Pursuing True Unity – What Are We Talking About?

For several years I have been asking the Lord for clarity regarding true, Biblical unity. We know unity in the body of Christ is important. Jesus prayed for believers to walk in it (John 17:21), the Spirit invites the people of God to grow in it and the fulfillment of the Great Commission appears to depend on it (John 17:21).

Yet it seems an elusive subject. What exactly is unity? What are we pursuing? While there is much talk in ministry circles about unity, there is little adequate clarity as to what we are precisely talking about.

Is unity doing ministry activities together or having periodic gatherings across ministry streams? Is unity going along with another’s ministry wishes to avoid conflict? Or suppressing our calling in favor of someone else’s calling? There are many well-meaning, yet ill-informed ideas about true unity out there.

Because the Bible puts so much emphasis on true unity, it is necessary to wrestle with the topic. A Biblical, Spirit-led understanding of unity enables believers and ministries to flourish in both the ministry assignments God has given them, while simultaneously walking in unity of heart toward others possessing different ministry assignments.

Philippians 2:1-11 is an important passage about true unity. Paul describes the inner attitude and outlook believers possess in Philippians 1:27, “Only let your conduct (attitude or outlook) be worthy of the gospel of Christ.” What is the inner attitude he refers to?

Paul defines it in Philippians 2:2. “Being likeminded, having the same love, being of one accord, of one mind.” Believers are bound together in oneness because of being “in Christ” and our attitudes toward one another are to reflect this fact.

Unity in the body of Christ is about a heart response (love, respect, esteem, honor, serving) of spiritual oneness with others, not about the externals of ministry activity. It is a common error to falsely see unity as meaning we all do ministry together in the same way. This describes “uniformity” not “unity.”

Unity is the outward expression of an inward heart reality. True unity means believers and ministries affirm one another in their varying God-given ministry assignments and focal points, laying down silly rivalries and the competitive spirit that is of the world. This is obviously dependent on those various ministry assignments being rooted in the true Gospel and will of God.

When each believer and ministry is faithfully doing their assigned job from the Lord, it helps all the others and the corporate community of saints. All are meant to honor Jesus and obediently do His will. Yet when any seeks their own reputation, looking for glory themselves, divisions and rivalries take over.

Paul reveals in 1 Corinthians 12 the body of Christ is made up of many different parts. None is better nor more important than any other. Yet they do have different purposes. There are different gifts, ministries, activities, “but the same God who works all in all (1 Cor. 12:4-6).”

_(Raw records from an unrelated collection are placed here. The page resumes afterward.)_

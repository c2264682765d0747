//! Engine error types.

use actix_web::{HttpResponse, ResponseError, http::StatusCode};
use thiserror::Error;

pub type Result<T> = std::result::Result<T, EngineError>;

/// Errors surfaced to callers of the engine. None of them is fatal.
#[derive(Debug, Error, PartialEq)]
pub enum EngineError {
    /// Block index outside the chain.
    #[error("No such block exists! (index {0})")]
    NotFound(u64),

    /// Unparsable or out-of-range caller input; no state was touched.
    #[error("invalid input: {0}")]
    InvalidInput(String),

    /// Bad key encoding or a private key that does not match the address.
    #[error("wallet error: {0}")]
    Wallet(&'static str),

    /// The chain is locked by a proof-of-work search.
    #[error("mining in progress, try again")]
    Busy,
}

impl ResponseError for EngineError {
    fn status_code(&self) -> StatusCode {
        match self {
            EngineError::NotFound(_) => StatusCode::NOT_FOUND,
            EngineError::InvalidInput(_) | EngineError::Wallet(_) => StatusCode::BAD_REQUEST,
            EngineError::Busy => StatusCode::SERVICE_UNAVAILABLE,
        }
    }

    fn error_response(&self) -> HttpResponse {
        HttpResponse::build(self.status_code()).body(self.to_string())
    }
}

It is a common struggle in ministry circles, particularly among leaders, to know how to practically walk out unity across ministries and streams in the body of Christ. True unity is an attitude and outlook on those who have a different mandate, calling, ministry assignment than ourselves. We encourage them, believing in the importance of their God-given ministry assignments even when different than our own.

God is diverse and creative in His ministry expressions, consistently revealing more to those with ears to hear and eyes to see. The global Church is in no way to be identical in ministry expression. Instead, the Holy Spirit has called each ministry to be obedient, faithful to the specific ministry directives given to each one.

Paul reveals in our Philippians 2 passage that each different gift, ministry, activity is done without seeking prominence or prestige, but lowliness, meekness (vs. 3). Looking out for others’ ministry interests, cheering them on, affirming the significance of their assignment in the Lord, wanting them to succeed as much as ourselves. If these unity-producing heart attitudes were stronger across the global Church, we would progress in the Great Commission much faster.

How does Paul suggest we grow in these heart attitudes? By taking on the same mind (attitude or outlook) that was in Christ Jesus (vs. 5). Jesus is our example of the perfect life lived in true humility and unity of heart in relation to others.

By thinking of others, not merely our own situations and calling (vs. 5-6), serving (vs. 7), sacrificing (vs. 8) and glorifying God (vs. 9-11). Through embracing Jesus’ attitudes in our own outlooks toward others, we will proceed toward true unity at the heart level.

The primary “like-mindedness, oneness (vs. 2),” Paul seems to reveal surrounds the overarching vision of the actualization of the Kingdom of God. We are united around that goal, unified in the gospel foundations of the New Testament propelling us toward that goal. Yet, the ministry activities and ways each group does so will differ. We never allow a competitive spirit between us, choosing rather to build the Kingdom of God through the power of the Spirit.

In doing so, we affirm one another at the heart level, believing in the importance of each one’s Kingdom purpose and contribution, looking for ways to bless one another, working in unity of heart, mind, ultimate purpose together.

1 thought on “Pursuing True Unity – What Are We Talking About?”

  1. Yes, very on point. We are one body in Christ, must encourage one another to fulfill god’s eternal plan. We must encourage the weak to be strong and the lost to repent too. God bless you.